*Activity:*
Take every line of the material below that includes the string "role" and copy it out.

*Records for processing:*

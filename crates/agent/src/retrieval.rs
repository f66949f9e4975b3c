use std::collections::BTreeSet;
use std::path::Path;

use anyhow::{bail, Context, Result};
use async_trait::async_trait;
use serde::Serialize;

const CHUNK_TARGET_CHARS: usize = 800;
const STEM_PREFIX: usize = 5;

const STOPWORDS: &[&str] = &[
    "the", "and", "for", "are", "but", "not", "you", "your", "can", "with", "this", "that",
    "have", "has", "was", "were", "will", "what", "when", "how", "who", "which", "there", "from",
    "about", "into", "does", "did", "our", "all", "any", "may", "its", "they", "them", "then",
    "than", "would", "could", "should", "please", "want", "like", "just",
];

#[derive(Clone, Debug, PartialEq, Serialize)]
pub struct Passage {
    pub text: String,
    pub relevance_score: f32,
    pub source: String,
}

/// Looks up policy text relevant to a query. Passages come back most relevant first.
#[async_trait]
pub trait DocumentRetriever: Send + Sync {
    async fn retrieve(&self, query: &str) -> Result<Vec<Passage>>;
}

/// Keyword-overlap retrieval over a single policy document held in memory.
pub struct PolicyDocumentRetriever {
    source: String,
    chunks: Vec<Chunk>,
    max_passages: usize,
}

struct Chunk {
    text: String,
    terms: BTreeSet<String>,
}

impl PolicyDocumentRetriever {
    pub fn load(path: &Path, max_passages: usize) -> Result<Self> {
        let raw = std::fs::read_to_string(path)
            .with_context(|| format!("could not read policy document `{}`", path.display()))?;
        Self::from_text(path.display().to_string(), &raw, max_passages)
    }

    pub fn from_text(source: impl Into<String>, raw: &str, max_passages: usize) -> Result<Self> {
        let chunks: Vec<Chunk> = chunk_document(raw)
            .into_iter()
            .map(|text| {
                let terms = terms_of(&text);
                Chunk { text, terms }
            })
            .collect();

        if chunks.is_empty() {
            bail!("policy document has no text");
        }

        Ok(Self { source: source.into(), chunks, max_passages: max_passages.max(1) })
    }

    pub fn source(&self) -> &str {
        &self.source
    }

    pub fn passage_count(&self) -> usize {
        self.chunks.len()
    }

    fn passage(&self, chunk: &Chunk, relevance_score: f32) -> Passage {
        Passage { text: chunk.text.clone(), relevance_score, source: self.source.clone() }
    }
}

#[async_trait]
impl DocumentRetriever for PolicyDocumentRetriever {
    async fn retrieve(&self, query: &str) -> Result<Vec<Passage>> {
        let query_terms = terms_of(query);

        let mut scored: Vec<(usize, f32)> = self
            .chunks
            .iter()
            .enumerate()
            .filter_map(|(index, chunk)| {
                let matched = query_terms.iter().filter(|term| chunk.terms.contains(*term)).count();
                (matched > 0).then(|| (index, matched as f32 / query_terms.len() as f32))
            })
            .collect();

        if scored.is_empty() {
            // no overlap: hand back the opening of the document, unscored
            return Ok(self
                .chunks
                .iter()
                .take(self.max_passages)
                .map(|chunk| self.passage(chunk, 0.0))
                .collect());
        }

        scored.sort_by(|left, right| right.1.total_cmp(&left.1).then(left.0.cmp(&right.0)));
        Ok(scored
            .into_iter()
            .take(self.max_passages)
            .map(|(index, score)| self.passage(&self.chunks[index], score))
            .collect())
    }
}

/// Splits on blank lines, then packs consecutive paragraphs up to the target size.
/// A heading always opens a new chunk.
fn chunk_document(raw: &str) -> Vec<String> {
    let paragraphs = raw
        .replace("\r\n", "\n")
        .split("\n\n")
        .map(str::trim)
        .filter(|paragraph| !paragraph.is_empty())
        .map(str::to_string)
        .collect::<Vec<_>>();

    let mut chunks = Vec::new();
    let mut current = String::new();
    for paragraph in paragraphs {
        let heading = paragraph.starts_with('#');
        if !current.is_empty()
            && (heading || current.len() + paragraph.len() + 2 > CHUNK_TARGET_CHARS)
        {
            chunks.push(std::mem::take(&mut current));
        }
        if !current.is_empty() {
            current.push_str("\n\n");
        }
        current.push_str(&paragraph);
    }
    if !current.is_empty() {
        chunks.push(current);
    }
    chunks
}

fn terms_of(text: &str) -> BTreeSet<String> {
    text.split(|ch: char| !ch.is_alphanumeric())
        .map(str::to_lowercase)
        .filter(|word| word.chars().count() >= 3 && !STOPWORDS.contains(&word.as_str()))
        .map(|word| word.chars().take(STEM_PREFIX).collect())
        .collect()
}

#[cfg(test)]
mod tests {
    use std::fs;

    use tempfile::TempDir;

    use super::{DocumentRetriever, PolicyDocumentRetriever};

    const POLICY: &str = "# Returns\n\nYou may return any item within 30 days of delivery.\n\n\
        # Refunds\n\nRefunds are issued to the original payment method within 10 business days.\n\n\
        # Shipping\n\nStandard shipping takes 5 to 8 business days.";

    #[tokio::test]
    async fn most_relevant_passage_comes_first() {
        let retriever = PolicyDocumentRetriever::from_text("policy", POLICY, 2).expect("load");
        let passages = retriever.retrieve("how do refunds work?").await.expect("retrieve");

        assert!(!passages.is_empty());
        assert!(passages[0].text.contains("Refunds are issued"));
        assert!(passages.len() <= 2);
        assert!(passages.windows(2).all(|pair| pair[0].relevance_score >= pair[1].relevance_score));
    }

    #[tokio::test]
    async fn inflections_share_a_stem() {
        let retriever = PolicyDocumentRetriever::from_text("policy", POLICY, 1).expect("load");
        let passages = retriever.retrieve("returning a product").await.expect("retrieve");
        assert!(passages[0].text.contains("return any item"));
    }

    #[tokio::test]
    async fn unmatched_query_falls_back_to_document_opening() {
        let retriever = PolicyDocumentRetriever::from_text("policy", POLICY, 1).expect("load");
        let passages = retriever.retrieve("zzz qqq").await.expect("retrieve");

        assert_eq!(passages.len(), 1);
        assert_eq!(passages[0].relevance_score, 0.0);
        assert!(passages[0].text.starts_with("# Returns"));
    }

    #[test]
    fn headings_start_new_chunks() {
        let retriever = PolicyDocumentRetriever::from_text("policy", POLICY, 3).expect("load");
        assert_eq!(retriever.passage_count(), 3);
    }

    #[test]
    fn empty_or_missing_document_is_an_error() {
        assert!(PolicyDocumentRetriever::from_text("policy", "  \n\n ", 3).is_err());

        let dir = TempDir::new().expect("temp dir");
        assert!(PolicyDocumentRetriever::load(&dir.path().join("missing.md"), 3).is_err());

        let path = dir.path().join("policy.md");
        fs::write(&path, POLICY).expect("write");
        let retriever = PolicyDocumentRetriever::load(&path, 3).expect("load");
        assert!(retriever.source().ends_with("policy.md"));
    }
}
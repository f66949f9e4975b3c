use chrono::{DateTime, Duration, Utc};
use sqlx::Executor;

use crate::connection::DbPool;
use crate::repositories::RepositoryError;

pub const DEMO_DELIVERED_RECENT: &str = "e481f51cbdc54678b7cc49136f2d6af7";
pub const DEMO_DELIVERED_STALE: &str = "53cdb2fc8bc7dce0b6741e2150273451";
pub const DEMO_SHIPPED: &str = "47770eb9100c2d0c44946d9cf07ec65d";
pub const DEMO_RETURNED: &str = "949d5b44dbf5de918fe9c16f97b45f8a";
pub const DEMO_CANCELED: &str = "ad21c59c0840e6cb83a9ceb5573f8159";

/// Deterministic demo orders. Dates are offsets from "now" so the return window
/// checks keep meaning the same thing whenever the dataset is loaded.
const DEMO_ORDERS: &[DemoOrderContract] = &[
    DemoOrderContract {
        order_id: DEMO_DELIVERED_RECENT,
        customer_id: "9ef432eb6251297304e76186b10a928d",
        status: "delivered",
        purchased_days_ago: 16,
        delivered_days_ago: Some(10),
        product_id: "87285b34884572647811a353c7ac498a",
        price: 29.99,
        description: "delivered ten days ago, inside the return window",
    },
    DemoOrderContract {
        order_id: DEMO_DELIVERED_STALE,
        customer_id: "b0830fb4747a6c6d20dea0b8c802d7ef",
        status: "delivered",
        purchased_days_ago: 52,
        delivered_days_ago: Some(45),
        product_id: "595fac2a385ac33a80bd5114aec74eb8",
        price: 118.70,
        description: "delivered 45 days ago, outside the return window",
    },
    DemoOrderContract {
        order_id: DEMO_SHIPPED,
        customer_id: "41ce2a54c0b03bf3443c3d931a367089",
        status: "shipped",
        purchased_days_ago: 4,
        delivered_days_ago: None,
        product_id: "aa4383b373c6aca5d8797843e5594415",
        price: 159.90,
        description: "in transit",
    },
    DemoOrderContract {
        order_id: DEMO_RETURNED,
        customer_id: "f88197465ea7920adcdbec7375364d82",
        status: "returned",
        purchased_days_ago: 30,
        delivered_days_ago: Some(22),
        product_id: "d0b61bfb1de832b15ba9d266ca96e5b0",
        price: 45.00,
        description: "already returned",
    },
    DemoOrderContract {
        order_id: DEMO_CANCELED,
        customer_id: "8ab97904e6daea8866dbdbc4fb7aad2c",
        status: "canceled",
        purchased_days_ago: 8,
        delivered_days_ago: None,
        product_id: "65266b2da20d04dbe00c5c2d3bb7859e",
        price: 19.90,
        description: "canceled before shipping",
    },
];

const DEMO_SELLER_ID: &str = "3504c0cb71d7fa48d967e0e4c94d59d9";

struct DemoOrderContract {
    order_id: &'static str,
    customer_id: &'static str,
    status: &'static str,
    purchased_days_ago: i64,
    delivered_days_ago: Option<i64>,
    product_id: &'static str,
    price: f64,
    description: &'static str,
}

pub struct DemoDataset;

impl DemoDataset {
    /// Loads (or reloads) the demo orders. Existing demo rows are replaced.
    pub async fn load(pool: &DbPool) -> Result<SeedResult, RepositoryError> {
        Self::load_at(pool, Utc::now()).await
    }

    pub async fn load_at(pool: &DbPool, now: DateTime<Utc>) -> Result<SeedResult, RepositoryError> {
        let mut tx = pool.begin().await?;

        tx.execute(
            sqlx::query(
                "INSERT OR IGNORE INTO sellers (seller_id, seller_zip_code_prefix, seller_city, seller_state)
                 VALUES (?, '13023', 'campinas', 'SP')",
            )
            .bind(DEMO_SELLER_ID),
        )
        .await?;

        for order in DEMO_ORDERS {
            let purchased = now - Duration::days(order.purchased_days_ago);
            let delivered = order.delivered_days_ago.map(|days| now - Duration::days(days));

            tx.execute(
                sqlx::query(
                    "INSERT OR IGNORE INTO customers
                        (customer_id, customer_unique_id, customer_zip_code_prefix, customer_city, customer_state)
                     VALUES (?, ?, '01310', 'sao paulo', 'SP')",
                )
                .bind(order.customer_id)
                .bind(format!("u-{}", order.customer_id)),
            )
            .await?;

            tx.execute(
                sqlx::query(
                    "INSERT OR IGNORE INTO products (product_id, product_category_name, product_weight_g)
                     VALUES (?, 'utilidades_domesticas', 500)",
                )
                .bind(order.product_id),
            )
            .await?;

            tx.execute(sqlx::query("DELETE FROM order_items WHERE order_id = ?").bind(order.order_id))
                .await?;
            tx.execute(
                sqlx::query("DELETE FROM order_payments WHERE order_id = ?").bind(order.order_id),
            )
            .await?;

            tx.execute(
                sqlx::query(
                    "INSERT INTO orders
                        (order_id, customer_id, order_status, order_purchase_timestamp,
                         order_approved_at, order_delivered_carrier_date,
                         order_delivered_customer_date, order_estimated_delivery_date)
                     VALUES (?, ?, ?, ?, ?, ?, ?, ?)
                     ON CONFLICT(order_id) DO UPDATE SET
                        order_status = excluded.order_status,
                        order_purchase_timestamp = excluded.order_purchase_timestamp,
                        order_approved_at = excluded.order_approved_at,
                        order_delivered_carrier_date = excluded.order_delivered_carrier_date,
                        order_delivered_customer_date = excluded.order_delivered_customer_date,
                        order_estimated_delivery_date = excluded.order_estimated_delivery_date",
                )
                .bind(order.order_id)
                .bind(order.customer_id)
                .bind(order.status)
                .bind(store_timestamp(purchased))
                .bind(store_timestamp(purchased + Duration::hours(2)))
                .bind(delivered.map(|at| store_timestamp(at - Duration::days(3))))
                .bind(delivered.map(store_timestamp))
                .bind(store_timestamp(purchased + Duration::days(14))),
            )
            .await?;

            tx.execute(
                sqlx::query(
                    "INSERT INTO order_items
                        (order_id, order_item_id, product_id, seller_id, shipping_limit_date, price, freight_value)
                     VALUES (?, 1, ?, ?, ?, ?, 8.72)",
                )
                .bind(order.order_id)
                .bind(order.product_id)
                .bind(DEMO_SELLER_ID)
                .bind(store_timestamp(purchased + Duration::days(2)))
                .bind(order.price),
            )
            .await?;

            tx.execute(
                sqlx::query(
                    "INSERT INTO order_payments
                        (order_id, payment_sequential, payment_type, payment_installments, payment_value)
                     VALUES (?, 1, 'credit_card', 1, ?)",
                )
                .bind(order.order_id)
                .bind(order.price + 8.72),
            )
            .await?;
        }

        tx.commit().await?;

        let orders_seeded = DEMO_ORDERS
            .iter()
            .map(|order| DemoOrderInfo {
                order_id: order.order_id,
                status: order.status,
                description: order.description,
            })
            .collect();

        Ok(SeedResult { orders_seeded })
    }

    /// Checks that every demo order is present with its seeded status and one line item.
    pub async fn verify(pool: &DbPool) -> Result<VerificationResult, RepositoryError> {
        let mut checks = Vec::new();

        for order in DEMO_ORDERS {
            let present: i64 = sqlx::query_scalar(
                "SELECT EXISTS(SELECT 1 FROM orders WHERE order_id = ?1 AND order_status = ?2)",
            )
            .bind(order.order_id)
            .bind(order.status)
            .fetch_one(pool)
            .await?;
            checks.push((order.order_id, present == 1));

            let items: i64 =
                sqlx::query_scalar("SELECT COUNT(1) FROM order_items WHERE order_id = ?1")
                    .bind(order.order_id)
                    .fetch_one(pool)
                    .await?;
            checks.push(("order-items", items == 1));
        }

        let all_present = checks.iter().all(|(_, ok)| *ok);
        Ok(VerificationResult { all_present, checks })
    }
}

fn store_timestamp(value: DateTime<Utc>) -> String {
    value.format("%Y-%m-%d %H:%M:%S").to_string()
}

#[derive(Clone, Debug)]
pub struct SeedResult {
    pub orders_seeded: Vec<DemoOrderInfo>,
}

#[derive(Clone, Debug)]
pub struct DemoOrderInfo {
    pub order_id: &'static str,
    pub status: &'static str,
    pub description: &'static str,
}

#[derive(Clone, Debug)]
pub struct VerificationResult {
    pub all_present: bool,
    pub checks: Vec<(&'static str, bool)>,
}
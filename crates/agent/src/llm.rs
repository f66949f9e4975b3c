use std::sync::Mutex;
use std::time::Duration;

use anyhow::Result;
use async_trait::async_trait;
use reqwest::{Client, Response};
use secrecy::{ExposeSecret, SecretString};
use serde::{Deserialize, Serialize};
use thiserror::Error;
use tracing::warn;

use returndesk_core::config::{LlmConfig, LlmProvider};

const OPENAI_BASE_URL: &str = "https://api.openai.com/v1";

/// Whether a prompt asks for a short label or for free text.
#[derive(Clone, Copy, Debug, PartialEq, Eq)]
pub enum CompletionMode {
    Classify,
    Generate,
}

#[async_trait]
pub trait LlmClient: Send + Sync {
    async fn complete(&self, prompt: &str, mode: CompletionMode) -> Result<String>;
}

#[derive(Debug, Error)]
pub enum LlmError {
    #[error("request timed out after {timeout_secs}s")]
    Timeout { timeout_secs: u64 },
    #[error("network failure: {0}")]
    Network(String),
    #[error("authentication rejected by completion endpoint")]
    AuthenticationFailed,
    #[error("rate limited by completion endpoint")]
    RateLimited,
    #[error("completion endpoint returned {status}: {body}")]
    Status { status: u16, body: String },
    #[error("could not parse completion response: {0}")]
    Parse(String),
    #[error("could not build http client: {0}")]
    ClientBuild(String),
}

impl LlmError {
    fn is_retryable(&self) -> bool {
        match self {
            Self::Timeout { .. } | Self::Network(_) | Self::RateLimited => true,
            Self::Status { status, .. } => *status >= 500,
            Self::AuthenticationFailed | Self::Parse(_) | Self::ClientBuild(_) => false,
        }
    }
}

/// Chat-completions client for OpenAI and for servers exposing the same API (Ollama).
pub struct OpenAiCompatibleClient {
    client: Client,
    endpoint: String,
    api_key: Option<SecretString>,
    model: String,
    router_model: String,
    temperature: f32,
    timeout: Duration,
    max_retries: u32,
}

impl OpenAiCompatibleClient {
    pub fn from_config(config: &LlmConfig) -> Result<Self, LlmError> {
        let timeout = Duration::from_secs(config.timeout_secs);
        let client = Client::builder()
            .timeout(timeout)
            .build()
            .map_err(|error| LlmError::ClientBuild(error.to_string()))?;

        let base_url = match (&config.base_url, config.provider) {
            (Some(base_url), _) => base_url.clone(),
            (None, LlmProvider::OpenAi) => OPENAI_BASE_URL.to_string(),
            (None, LlmProvider::Ollama) => "http://localhost:11434/v1".to_string(),
        };

        Ok(Self {
            client,
            endpoint: format!("{}/chat/completions", base_url.trim_end_matches('/')),
            api_key: config.api_key.clone(),
            model: config.model.clone(),
            router_model: config.classification_model().to_string(),
            temperature: config.temperature,
            timeout,
            max_retries: config.max_retries,
        })
    }

    pub fn endpoint(&self) -> &str {
        &self.endpoint
    }

    fn model_for(&self, mode: CompletionMode) -> &str {
        match mode {
            CompletionMode::Classify => &self.router_model,
            CompletionMode::Generate => &self.model,
        }
    }

    async fn send_request(&self, prompt: &str, mode: CompletionMode) -> Result<Response, LlmError> {
        let body = ChatRequest {
            model: self.model_for(mode),
            messages: vec![ChatMessage { role: "user", content: prompt }],
            temperature: self.temperature,
        };

        let mut request = self.client.post(&self.endpoint).json(&body);
        if let Some(api_key) = &self.api_key {
            request = request.bearer_auth(api_key.expose_secret());
        }

        request.send().await.map_err(|error| {
            if error.is_timeout() {
                LlmError::Timeout { timeout_secs: self.timeout.as_secs() }
            } else if error.is_connect() {
                LlmError::Network(format!("connection failed: {error}"))
            } else {
                LlmError::Network(error.to_string())
            }
        })
    }

    async fn parse_response(&self, response: Response) -> Result<String, LlmError> {
        let status = response.status();
        if !status.is_success() {
            let body = response.text().await.unwrap_or_default();
            return Err(match status.as_u16() {
                401 | 403 => LlmError::AuthenticationFailed,
                429 => LlmError::RateLimited,
                code => LlmError::Status { status: code, body },
            });
        }

        let parsed: ChatResponse =
            response.json().await.map_err(|error| LlmError::Parse(error.to_string()))?;
        parsed
            .choices
            .into_iter()
            .next()
            .and_then(|choice| choice.message.content)
            .ok_or_else(|| LlmError::Parse("no choices in response".to_string()))
    }

    async fn complete_once(&self, prompt: &str, mode: CompletionMode) -> Result<String, LlmError> {
        let response = self.send_request(prompt, mode).await?;
        self.parse_response(response).await
    }
}

#[async_trait]
impl LlmClient for OpenAiCompatibleClient {
    async fn complete(&self, prompt: &str, mode: CompletionMode) -> Result<String> {
        let mut attempt = 0;
        loop {
            match self.complete_once(prompt, mode).await {
                Ok(text) => return Ok(text),
                Err(error) if error.is_retryable() && attempt < self.max_retries => {
                    warn!(
                        event_name = "agent.llm.retry",
                        attempt,
                        error = %error,
                        "completion request failed, retrying"
                    );
                    tokio::time::sleep(Duration::from_millis(250 << attempt.min(4))).await;
                    attempt += 1;
                }
                Err(error) => return Err(error.into()),
            }
        }
    }
}

#[derive(Serialize)]
struct ChatRequest<'a> {
    model: &'a str,
    messages: Vec<ChatMessage<'a>>,
    temperature: f32,
}

#[derive(Serialize)]
struct ChatMessage<'a> {
    role: &'a str,
    content: &'a str,
}

#[derive(Deserialize)]
struct ChatResponse {
    choices: Vec<ChatChoice>,
}

#[derive(Deserialize)]
struct ChatChoice {
    message: ChatChoiceMessage,
}

#[derive(Deserialize)]
struct ChatChoiceMessage {
    content: Option<String>,
}

/// Offline completion service: answers by matching a marker in the prompt.
///
/// Rules are checked in insertion order; the first whose marker occurs in the
/// prompt supplies the reply. Prompts matching nothing get the fallback, or an
/// error when no fallback is set.
#[derive(Default)]
pub struct ScriptedLlm {
    rules: Vec<(String, String)>,
    fallback: Option<String>,
    calls: Mutex<Vec<(CompletionMode, String)>>,
}

impl ScriptedLlm {
    pub fn new() -> Self {
        Self::default()
    }

    pub fn on(mut self, marker: impl Into<String>, reply: impl Into<String>) -> Self {
        self.rules.push((marker.into(), reply.into()));
        self
    }

    pub fn with_fallback(mut self, reply: impl Into<String>) -> Self {
        self.fallback = Some(reply.into());
        self
    }

    /// Prompts seen so far, in call order.
    pub fn calls(&self) -> Vec<(CompletionMode, String)> {
        self.calls.lock().map(|calls| calls.clone()).unwrap_or_default()
    }
}

#[async_trait]
impl LlmClient for ScriptedLlm {
    async fn complete(&self, prompt: &str, mode: CompletionMode) -> Result<String> {
        if let Ok(mut calls) = self.calls.lock() {
            calls.push((mode, prompt.to_string()));
        }

        self.rules
            .iter()
            .find(|(marker, _)| prompt.contains(marker.as_str()))
            .map(|(_, reply)| reply.clone())
            .or_else(|| self.fallback.clone())
            .ok_or_else(|| anyhow::anyhow!("no scripted completion for prompt"))
    }
}

#[cfg(test)]
mod tests {
    use returndesk_core::config::{AppConfig, LlmProvider};

    use super::{CompletionMode, LlmClient, OpenAiCompatibleClient, ScriptedLlm};

    #[tokio::test]
    async fn scripted_llm_matches_first_marker() {
        let llm = ScriptedLlm::new()
            .on("### task: route", "policy_only")
            .on("### task", "unused")
            .with_fallback("fallback");

        let routed = llm.complete("### task: route\nhello", CompletionMode::Classify).await;
        let other = llm.complete("plain prompt", CompletionMode::Generate).await;

        assert_eq!(routed.expect("routed"), "policy_only");
        assert_eq!(other.expect("fallback"), "fallback");
        assert_eq!(llm.calls().len(), 2);
        assert_eq!(llm.calls()[0].0, CompletionMode::Classify);
    }

    #[tokio::test]
    async fn scripted_llm_without_fallback_errors() {
        let llm = ScriptedLlm::new();
        assert!(llm.complete("anything", CompletionMode::Generate).await.is_err());
    }

    #[test]
    fn client_targets_chat_completions_endpoint() {
        let mut config = AppConfig::default().llm;
        config.base_url = Some("http://localhost:11434/v1/".to_string());
        let client = OpenAiCompatibleClient::from_config(&config).expect("client");
        assert_eq!(client.endpoint(), "http://localhost:11434/v1/chat/completions");

        config.provider = LlmProvider::OpenAi;
        config.base_url = None;
        let client = OpenAiCompatibleClient::from_config(&config).expect("client");
        assert_eq!(client.endpoint(), "https://api.openai.com/v1/chat/completions");
    }
}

*Output of the exercise:*
            messages: vec![ChatMessage { role: "user", content: prompt }],
    role: &'a str,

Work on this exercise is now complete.